* _WORK INSTRUCTION_: What is needed here is an exact copy of all the entries below.

* _Saved data entries_:

################

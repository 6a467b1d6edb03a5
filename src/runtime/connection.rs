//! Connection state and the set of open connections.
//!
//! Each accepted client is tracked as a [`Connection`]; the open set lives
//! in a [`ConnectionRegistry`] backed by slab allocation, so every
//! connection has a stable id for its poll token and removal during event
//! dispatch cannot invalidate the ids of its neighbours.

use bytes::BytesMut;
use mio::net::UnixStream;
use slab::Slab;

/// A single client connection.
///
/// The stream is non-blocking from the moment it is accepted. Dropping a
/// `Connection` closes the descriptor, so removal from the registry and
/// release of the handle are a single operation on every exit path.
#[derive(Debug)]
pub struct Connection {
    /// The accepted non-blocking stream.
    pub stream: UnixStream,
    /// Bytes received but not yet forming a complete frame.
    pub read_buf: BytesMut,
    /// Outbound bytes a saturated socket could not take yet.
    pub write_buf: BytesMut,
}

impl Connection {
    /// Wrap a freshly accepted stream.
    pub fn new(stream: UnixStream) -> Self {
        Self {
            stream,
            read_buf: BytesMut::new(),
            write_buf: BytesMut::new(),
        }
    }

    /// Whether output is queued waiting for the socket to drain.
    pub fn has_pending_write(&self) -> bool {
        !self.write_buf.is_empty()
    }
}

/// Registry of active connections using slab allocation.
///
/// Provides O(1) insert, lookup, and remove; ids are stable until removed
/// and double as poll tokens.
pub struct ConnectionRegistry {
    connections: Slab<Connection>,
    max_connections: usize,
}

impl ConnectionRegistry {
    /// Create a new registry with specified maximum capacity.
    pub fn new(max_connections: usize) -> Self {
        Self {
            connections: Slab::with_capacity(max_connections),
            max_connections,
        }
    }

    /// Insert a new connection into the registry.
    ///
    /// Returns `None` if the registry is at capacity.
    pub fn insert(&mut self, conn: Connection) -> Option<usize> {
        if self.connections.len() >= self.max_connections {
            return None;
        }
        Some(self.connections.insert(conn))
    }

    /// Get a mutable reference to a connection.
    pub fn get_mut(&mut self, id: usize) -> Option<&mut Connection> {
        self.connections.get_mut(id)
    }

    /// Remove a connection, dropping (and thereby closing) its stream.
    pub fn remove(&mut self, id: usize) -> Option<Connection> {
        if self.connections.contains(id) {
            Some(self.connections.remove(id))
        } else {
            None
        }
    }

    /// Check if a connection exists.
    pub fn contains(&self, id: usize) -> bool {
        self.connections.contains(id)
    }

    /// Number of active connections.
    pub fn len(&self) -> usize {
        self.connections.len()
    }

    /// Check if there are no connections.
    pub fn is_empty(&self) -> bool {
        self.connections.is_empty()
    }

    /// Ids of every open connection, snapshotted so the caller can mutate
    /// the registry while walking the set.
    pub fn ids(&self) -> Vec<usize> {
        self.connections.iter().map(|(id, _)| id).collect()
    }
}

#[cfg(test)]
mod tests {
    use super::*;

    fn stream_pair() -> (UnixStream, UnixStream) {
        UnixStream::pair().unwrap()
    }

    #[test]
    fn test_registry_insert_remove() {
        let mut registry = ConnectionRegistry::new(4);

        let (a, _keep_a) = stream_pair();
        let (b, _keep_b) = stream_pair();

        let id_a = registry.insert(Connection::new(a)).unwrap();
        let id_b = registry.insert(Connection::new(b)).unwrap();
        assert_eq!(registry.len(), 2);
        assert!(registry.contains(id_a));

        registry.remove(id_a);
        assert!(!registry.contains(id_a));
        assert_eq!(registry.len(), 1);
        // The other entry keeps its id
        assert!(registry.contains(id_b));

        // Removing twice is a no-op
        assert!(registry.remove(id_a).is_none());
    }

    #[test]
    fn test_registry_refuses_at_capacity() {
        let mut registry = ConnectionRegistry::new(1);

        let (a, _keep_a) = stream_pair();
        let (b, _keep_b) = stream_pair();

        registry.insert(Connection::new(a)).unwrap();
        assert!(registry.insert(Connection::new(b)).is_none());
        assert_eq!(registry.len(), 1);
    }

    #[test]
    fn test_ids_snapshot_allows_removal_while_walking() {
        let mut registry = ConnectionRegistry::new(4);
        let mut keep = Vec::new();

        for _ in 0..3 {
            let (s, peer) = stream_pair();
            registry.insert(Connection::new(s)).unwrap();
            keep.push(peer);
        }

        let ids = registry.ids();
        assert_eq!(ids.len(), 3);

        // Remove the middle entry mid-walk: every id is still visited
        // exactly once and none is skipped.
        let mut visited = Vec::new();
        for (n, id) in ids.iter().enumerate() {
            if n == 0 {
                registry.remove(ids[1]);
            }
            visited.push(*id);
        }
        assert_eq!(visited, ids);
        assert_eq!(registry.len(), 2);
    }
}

################

* _FINISHED EXERCISE_:
repository 6a467b1d6edb03a5
filename src/runtime/connection.rs
//! Connection state and the set of open connections.
//!
//! Each accepted client is tracked as a [`Connection`]; the open set lives
//! in a [`ConnectionRegistry`] backed by slab allocation, so every
//! connection has a stable id for its poll token and removal during event
//! dispatch cannot invalidate the ids of its neighbours.

use bytes::BytesMut;
use mio::net::UnixStream;
use slab::Slab;

/// A single client connection.
///
/// The stream is non-blocking from the moment it is accepted. Dropping a
/// `Connection` closes the descriptor, so removal from the registry and
/// release of the handle are a single operation on every exit path.
#[derive(Debug)]
pub struct Connection {
    /// The accepted non-blocking stream.
    pub stream: UnixStream,
    /// Bytes received but not yet forming a complete frame.
    pub read_buf: BytesMut,
    /// Outbound bytes a saturated socket could not take yet.
    pub write_buf: BytesMut,
}

impl Connection {
    /// Wrap a freshly accepted stream.
    pub fn new(stream: UnixStream) -> Self {
        Self {
            stream,
            read_buf: BytesMut::new(),
            write_buf: BytesMut::new(),
        }
    }

    /// Whether output is queued waiting for the socket to drain.
    pub fn has_pending_write(&self) -> bool {
        !self.write_buf.is_empty()
    }
}

/// Registry of active connections using slab allocation.
///
/// Provides O(1) insert, lookup, and remove; ids are stable until removed
/// and double as poll tokens.
pub struct ConnectionRegistry {
    connections: Slab<Connection>,
    max_connections: usize,
}

impl ConnectionRegistry {
    /// Create a new registry with specified maximum capacity.
    pub fn new(max_connections: usize) -> Self {
        Self {
            connections: Slab::with_capacity(max_connections),
            max_connections,
        }
    }

    /// Insert a new connection into the registry.
    ///
    /// Returns `None` if the registry is at capacity.
    pub fn insert(&mut self, conn: Connection) -> Option<usize> {
        if self.connections.len() >= self.max_connections {
            return None;
        }
        Some(self.connections.insert(conn))
    }

    /// Get a mutable reference to a connection.
    pub fn get_mut(&mut self, id: usize) -> Option<&mut Connection> {
        self.connections.get_mut(id)
    }

    /// Remove a connection, dropping (and thereby closing) its stream.
    pub fn remove(&mut self, id: usize) -> Option<Connection> {
        if self.connections.contains(id) {
            Some(self.connections.remove(id))
        } else {
            None
        }
    }

    /// Check if a connection exists.
    pub fn contains(&self, id: usize) -> bool {
        self.connections.contains(id)
    }

    /// Number of active connections.
    pub fn len(&self) -> usize {
        self.connections.len()
    }

    /// Check if there are no connections.
    pub fn is_empty(&self) -> bool {
        self.connections.is_empty()
    }

    /// Ids of every open connection, snapshotted so the caller can mutate
    /// the registry while walking the set.
    pub fn ids(&self) -> Vec<usize> {
        self.connections.iter().map(|(id, _)| id).collect()
    }
}

#[cfg(test)]
mod tests {
    use super::*;

    fn stream_pair() -> (UnixStream, UnixStream) {
        UnixStream::pair().unwrap()
    }

    #[test]
    fn test_registry_insert_remove() {
        let mut registry = ConnectionRegistry::new(4);

        let (a, _keep_a) = stream_pair();
        let (b, _keep_b) = stream_pair();

        let id_a = registry.insert(Connection::new(a)).unwrap();
        let id_b = registry.insert(Connection::new(b)).unwrap();
        assert_eq!(registry.len(), 2);
        assert!(registry.contains(id_a));

        registry.remove(id_a);
        assert!(!registry.contains(id_a));
        assert_eq!(registry.len(), 1);
        // The other entry keeps its id
        assert!(registry.contains(id_b));

        // Removing twice is a no-op
        assert!(registry.remove(id_a).is_none());
    }

    #[test]
    fn test_registry_refuses_at_capacity() {
        let mut registry = ConnectionRegistry::new(1);

        let (a, _keep_a) = stream_pair();
        let (b, _keep_b) = stream_pair();

        registry.insert(Connection::new(a)).unwrap();
        assert!(registry.insert(Connection::new(b)).is_none());
        assert_eq!(registry.len(), 1);
    }

    #[test]
    fn test_ids_snapshot_allows_removal_while_walking() {
        let mut registry = ConnectionRegistry::new(4);
        let mut keep = Vec::new();

        for _ in 0..3 {
            let (s, peer) = stream_pair();
            registry.insert(Connection::new(s)).unwrap();
            keep.push(peer);
        }

        let ids = registry.ids();
        assert_eq!(ids.len(), 3);

        // Remove the middle entry mid-walk: every id is still visited
        // exactly once and none is skipped.
        let mut visited = Vec::new();
        for (n, id) in ids.iter().enumerate() {
            if n == 0 {
                registry.remove(ids[1]);
            }
            visited.push(*id);
        }
        assert_eq!(visited, ids);
        assert_eq!(registry.len(), 2);
    }
}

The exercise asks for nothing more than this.